GERSHMAN, THE LAW professor specializing in government misconduct, said that the prosecution’s behavior in the J20 case is disgraceful but not surprising.
“This was a big case. This was a case they had to win, they wanted to win. And when you want to win bad, you cheat,” he said referring to the Brady violation. “The prosecutors in this case cheated, and they got caught. And now the question is: What’s going to happen to them?”
The real problem, he said, is a system that grants prosecutors unchecked power. “The prosecutor has the power, in effect, of life and death, freedom and unfreedom. The prosecutor has the greatest power of any government official, and she enjoys almost absolute discretion in how she exercises that power.”
“If prosecutors can violate the rules with such impunity in a case like this,” Gershman said, “think of how frequently — in the hundreds of thousands of cases involving anonymous, poor, uneducated, minority defendants — prosecutors violate the rules to win.”

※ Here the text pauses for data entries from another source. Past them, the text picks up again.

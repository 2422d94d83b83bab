use std::io::Read;
use std::path::{Path, PathBuf};

use anyhow::{Context, Result};
use calocc_core::config::EngineConfig;
use calocc_rfc::OccurrenceEngine;
use chrono::{DateTime, Utc};
use clap::Parser;

#[derive(Debug, Parser)]
#[command(name = "calocc")]
#[command(about = "Resolve the occurrences of an iCalendar feed around an instant")]
pub struct Cli {
    /// ICS file to read. Reads stdin when omitted.
    pub file: Option<PathBuf>,

    /// Reference instant (RFC 3339, e.g. "2024-05-06T09:00:00Z"). Defaults to now.
    #[arg(long)]
    pub now: Option<DateTime<Utc>>,

    /// Host timezone (IANA or Windows name). Overrides configuration.
    #[arg(long)]
    pub timezone: Option<String>,

    /// Hours past the reference instant to expand recurrences into.
    #[arg(long)]
    pub lookahead_hours: Option<u32>,

    /// Only print occurrences in progress at the reference instant.
    #[arg(long)]
    pub active: bool,
}

impl Cli {
    /// Layers the command-line overrides onto the configured engine settings.
    #[must_use]
    pub fn engine_config(&self, mut config: EngineConfig) -> EngineConfig {
        if let Some(timezone) = &self.timezone {
            config.local_timezone = Some(timezone.clone());
        }
        if let Some(hours) = self.lookahead_hours {
            config.lookahead_hours = hours;
        }
        config
    }
}

/// ## Summary
/// Reads the feed text from `file`, or from stdin when there is none.
///
/// ## Errors
/// Returns an error if the input cannot be read as UTF-8 text.
pub fn read_feed(file: Option<&Path>) -> Result<String> {
    match file {
        Some(path) => std::fs::read_to_string(path)
            .with_context(|| format!("Failed to read {}", path.display())),
        None => {
            let mut text = String::new();
            std::io::stdin()
                .read_to_string(&mut text)
                .context("Failed to read feed from stdin")?;
            Ok(text)
        }
    }
}

/// ## Summary
/// Resolves `feed` and renders the occurrences as a JSON array sorted by start.
///
/// ## Errors
/// Returns an error if the engine cannot be configured or the feed cannot be
/// decoded.
pub fn run(cli: &Cli, config: EngineConfig, feed: &str) -> Result<String> {
    let engine = OccurrenceEngine::from_config(&cli.engine_config(config))?;
    let now = cli.now.unwrap_or_else(Utc::now);

    let mut occurrences = engine.resolve_occurrences(feed, now)?;
    if cli.active {
        occurrences.retain(|occurrence| occurrence.is_active_at(now));
    }
    occurrences.sort_by(|a, b| a.start.cmp(&b.start).then_with(|| a.summary.cmp(&b.summary)));

    tracing::info!(count = occurrences.len(), now = %now, "Resolved feed");

    Ok(serde_json::to_string_pretty(&occurrences)?)
}
//! Calendar occurrence resolution.
//!
//! Turns raw iCalendar feed text plus a reference instant into the concrete
//! event occurrences around that instant: recurring events are expanded,
//! exceptions and per-date overrides applied, and wall-clock values tagged
//! with vendor timezone identifiers converted into absolute instants.

pub mod error;
pub mod rfc;

pub use rfc::ical::OccurrenceEngine;
pub use rfc::ical::core::Occurrence;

The Brady rule is an important part of getting justice for defendants. During the course of investigation of a crime, police will uncover all manner of evidence, both in favor of defendants and against them, that they hand over to prosecutors. Defendants and their lawyers have nowhere near the ability to get this information independently. If prosecutors share only the incriminating evidence and suppress the exonerating ones, then they are stacking the deck and the defendant will not be getting a fair trial.
Prosecutors have a great dal of power and must be held accountable and suffer the consequences of misbehavior if the system is to be cleaned up and true justice is to prevail.